> **Task instructions**
What do the lines say from the one containing "pub fn registry()" to the end of the records? Restate them word for word, and only those.

[Saved entries]
++++++

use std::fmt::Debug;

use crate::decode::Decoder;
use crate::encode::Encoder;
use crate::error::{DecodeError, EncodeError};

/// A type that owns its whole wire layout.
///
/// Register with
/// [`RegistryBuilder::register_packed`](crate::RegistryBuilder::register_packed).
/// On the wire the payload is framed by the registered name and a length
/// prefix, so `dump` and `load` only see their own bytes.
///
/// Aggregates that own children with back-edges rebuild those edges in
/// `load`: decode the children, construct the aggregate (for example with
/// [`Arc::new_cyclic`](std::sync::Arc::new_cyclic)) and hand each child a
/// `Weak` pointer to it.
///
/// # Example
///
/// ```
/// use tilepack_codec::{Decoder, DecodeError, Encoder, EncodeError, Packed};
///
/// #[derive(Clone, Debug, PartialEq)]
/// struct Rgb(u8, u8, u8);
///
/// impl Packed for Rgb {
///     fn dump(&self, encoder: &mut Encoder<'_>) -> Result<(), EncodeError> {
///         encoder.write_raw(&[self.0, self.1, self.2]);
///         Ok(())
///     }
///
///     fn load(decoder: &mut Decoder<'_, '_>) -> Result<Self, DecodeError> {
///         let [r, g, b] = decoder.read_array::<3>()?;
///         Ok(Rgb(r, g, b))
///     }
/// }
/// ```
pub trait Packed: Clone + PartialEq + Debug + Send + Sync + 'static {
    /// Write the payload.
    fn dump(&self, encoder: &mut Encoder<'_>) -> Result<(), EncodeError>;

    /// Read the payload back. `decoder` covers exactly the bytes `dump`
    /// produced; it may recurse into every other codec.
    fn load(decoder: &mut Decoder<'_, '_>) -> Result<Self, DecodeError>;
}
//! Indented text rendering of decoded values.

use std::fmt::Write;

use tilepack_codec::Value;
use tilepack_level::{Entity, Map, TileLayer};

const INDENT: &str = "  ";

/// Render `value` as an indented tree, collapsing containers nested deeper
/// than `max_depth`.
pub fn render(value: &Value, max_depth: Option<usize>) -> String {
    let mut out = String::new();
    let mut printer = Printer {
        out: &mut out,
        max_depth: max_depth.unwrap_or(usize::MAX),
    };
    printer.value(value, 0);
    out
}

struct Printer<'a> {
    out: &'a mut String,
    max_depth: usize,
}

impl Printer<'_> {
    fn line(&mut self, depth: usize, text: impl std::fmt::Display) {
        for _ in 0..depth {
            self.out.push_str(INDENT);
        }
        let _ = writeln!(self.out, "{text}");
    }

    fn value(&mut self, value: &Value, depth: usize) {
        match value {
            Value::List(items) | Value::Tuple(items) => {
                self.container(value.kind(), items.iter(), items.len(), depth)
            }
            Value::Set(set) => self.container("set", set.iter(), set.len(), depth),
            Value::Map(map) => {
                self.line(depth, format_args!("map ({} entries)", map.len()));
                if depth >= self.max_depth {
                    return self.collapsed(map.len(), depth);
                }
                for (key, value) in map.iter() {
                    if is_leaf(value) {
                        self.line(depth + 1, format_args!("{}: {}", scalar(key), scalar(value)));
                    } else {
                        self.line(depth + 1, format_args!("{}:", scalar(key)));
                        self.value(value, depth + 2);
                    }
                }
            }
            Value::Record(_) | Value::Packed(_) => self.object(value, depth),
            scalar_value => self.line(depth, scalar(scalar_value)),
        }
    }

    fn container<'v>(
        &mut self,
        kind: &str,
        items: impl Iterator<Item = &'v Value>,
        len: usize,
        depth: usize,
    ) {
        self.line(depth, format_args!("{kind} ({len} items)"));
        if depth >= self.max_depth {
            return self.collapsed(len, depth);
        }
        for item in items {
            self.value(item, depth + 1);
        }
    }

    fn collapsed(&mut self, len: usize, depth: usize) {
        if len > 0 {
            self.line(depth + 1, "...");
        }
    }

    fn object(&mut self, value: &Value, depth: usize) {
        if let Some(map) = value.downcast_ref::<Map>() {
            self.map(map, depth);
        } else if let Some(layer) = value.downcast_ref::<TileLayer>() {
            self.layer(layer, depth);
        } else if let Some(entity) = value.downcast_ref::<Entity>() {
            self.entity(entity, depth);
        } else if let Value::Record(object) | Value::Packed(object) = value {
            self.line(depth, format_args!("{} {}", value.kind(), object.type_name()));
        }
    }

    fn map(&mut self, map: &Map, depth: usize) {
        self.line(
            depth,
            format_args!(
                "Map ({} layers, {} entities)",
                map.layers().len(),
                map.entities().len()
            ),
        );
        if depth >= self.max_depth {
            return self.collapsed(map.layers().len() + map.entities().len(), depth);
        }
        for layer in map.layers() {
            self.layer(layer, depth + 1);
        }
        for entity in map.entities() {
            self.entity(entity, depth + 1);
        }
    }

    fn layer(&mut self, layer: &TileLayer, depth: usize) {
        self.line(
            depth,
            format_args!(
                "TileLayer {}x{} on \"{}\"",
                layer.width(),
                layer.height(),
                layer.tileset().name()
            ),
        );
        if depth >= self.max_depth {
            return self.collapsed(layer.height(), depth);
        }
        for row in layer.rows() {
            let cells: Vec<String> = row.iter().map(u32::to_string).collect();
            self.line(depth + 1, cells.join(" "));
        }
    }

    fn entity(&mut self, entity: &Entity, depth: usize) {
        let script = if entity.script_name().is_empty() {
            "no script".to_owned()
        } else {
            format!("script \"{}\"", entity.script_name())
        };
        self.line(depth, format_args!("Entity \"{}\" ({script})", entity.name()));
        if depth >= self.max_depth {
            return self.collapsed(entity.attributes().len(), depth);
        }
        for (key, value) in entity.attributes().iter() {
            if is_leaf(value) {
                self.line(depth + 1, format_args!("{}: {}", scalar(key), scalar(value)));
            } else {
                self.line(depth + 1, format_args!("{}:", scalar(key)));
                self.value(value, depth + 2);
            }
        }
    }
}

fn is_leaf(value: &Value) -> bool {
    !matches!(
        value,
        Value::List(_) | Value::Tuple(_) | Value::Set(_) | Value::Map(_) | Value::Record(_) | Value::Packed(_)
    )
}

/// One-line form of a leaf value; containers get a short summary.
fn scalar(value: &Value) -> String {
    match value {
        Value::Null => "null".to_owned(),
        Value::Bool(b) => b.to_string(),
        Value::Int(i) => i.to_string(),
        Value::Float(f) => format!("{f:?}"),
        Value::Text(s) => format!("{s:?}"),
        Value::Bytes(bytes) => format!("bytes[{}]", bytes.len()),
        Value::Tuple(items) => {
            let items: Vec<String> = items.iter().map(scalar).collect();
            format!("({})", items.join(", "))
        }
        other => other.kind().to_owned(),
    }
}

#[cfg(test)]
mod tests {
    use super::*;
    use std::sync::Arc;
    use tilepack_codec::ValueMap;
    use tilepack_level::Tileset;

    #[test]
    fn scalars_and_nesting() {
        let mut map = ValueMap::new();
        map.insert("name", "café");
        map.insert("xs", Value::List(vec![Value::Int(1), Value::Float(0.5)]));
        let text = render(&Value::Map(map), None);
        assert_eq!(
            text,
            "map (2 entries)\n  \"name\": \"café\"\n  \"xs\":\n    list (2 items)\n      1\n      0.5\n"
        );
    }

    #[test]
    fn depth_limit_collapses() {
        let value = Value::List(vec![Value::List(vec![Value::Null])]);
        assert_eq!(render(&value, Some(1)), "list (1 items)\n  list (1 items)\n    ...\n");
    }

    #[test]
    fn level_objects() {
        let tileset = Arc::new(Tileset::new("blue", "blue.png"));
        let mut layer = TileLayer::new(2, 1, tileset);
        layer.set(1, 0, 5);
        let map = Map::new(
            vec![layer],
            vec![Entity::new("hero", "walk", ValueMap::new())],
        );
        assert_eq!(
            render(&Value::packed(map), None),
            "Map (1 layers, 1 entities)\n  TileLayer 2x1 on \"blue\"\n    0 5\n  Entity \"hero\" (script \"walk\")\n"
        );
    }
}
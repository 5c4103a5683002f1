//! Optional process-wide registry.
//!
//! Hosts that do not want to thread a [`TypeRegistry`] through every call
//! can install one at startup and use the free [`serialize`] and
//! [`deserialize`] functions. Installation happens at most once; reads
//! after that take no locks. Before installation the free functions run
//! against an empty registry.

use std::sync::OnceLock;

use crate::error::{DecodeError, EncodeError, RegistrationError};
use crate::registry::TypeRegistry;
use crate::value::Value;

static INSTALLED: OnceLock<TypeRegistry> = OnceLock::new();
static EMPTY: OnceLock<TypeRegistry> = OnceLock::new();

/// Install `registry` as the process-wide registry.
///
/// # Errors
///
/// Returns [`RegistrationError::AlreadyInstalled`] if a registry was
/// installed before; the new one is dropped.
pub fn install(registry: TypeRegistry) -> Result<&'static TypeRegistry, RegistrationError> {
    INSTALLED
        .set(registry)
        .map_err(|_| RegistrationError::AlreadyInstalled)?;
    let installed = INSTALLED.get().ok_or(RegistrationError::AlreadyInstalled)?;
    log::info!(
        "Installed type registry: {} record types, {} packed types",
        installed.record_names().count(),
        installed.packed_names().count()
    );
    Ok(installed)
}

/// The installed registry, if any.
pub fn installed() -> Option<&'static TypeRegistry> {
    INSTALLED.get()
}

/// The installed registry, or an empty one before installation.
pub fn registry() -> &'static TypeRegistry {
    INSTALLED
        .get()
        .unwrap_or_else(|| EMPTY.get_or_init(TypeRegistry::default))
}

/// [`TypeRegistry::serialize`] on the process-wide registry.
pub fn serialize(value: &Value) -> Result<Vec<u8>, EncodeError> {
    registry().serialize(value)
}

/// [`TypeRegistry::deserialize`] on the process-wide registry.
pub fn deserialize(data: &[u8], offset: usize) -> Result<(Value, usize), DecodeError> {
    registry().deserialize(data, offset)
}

++++++

> **Output for this exercise**
pub fn registry() -> &'static TypeRegistry {
    INSTALLED
        .get()
        .unwrap_or_else(|| EMPTY.get_or_init(TypeRegistry::default))
}

/// [`TypeRegistry::serialize`] on the process-wide registry.
pub fn serialize(value: &Value) -> Result<Vec<u8>, EncodeError> {
    registry().serialize(value)
}

/// [`TypeRegistry::deserialize`] on the process-wide registry.
pub fn deserialize(data: &[u8], offset: usize) -> Result<(Value, usize), DecodeError> {
    registry().deserialize(data, offset)
}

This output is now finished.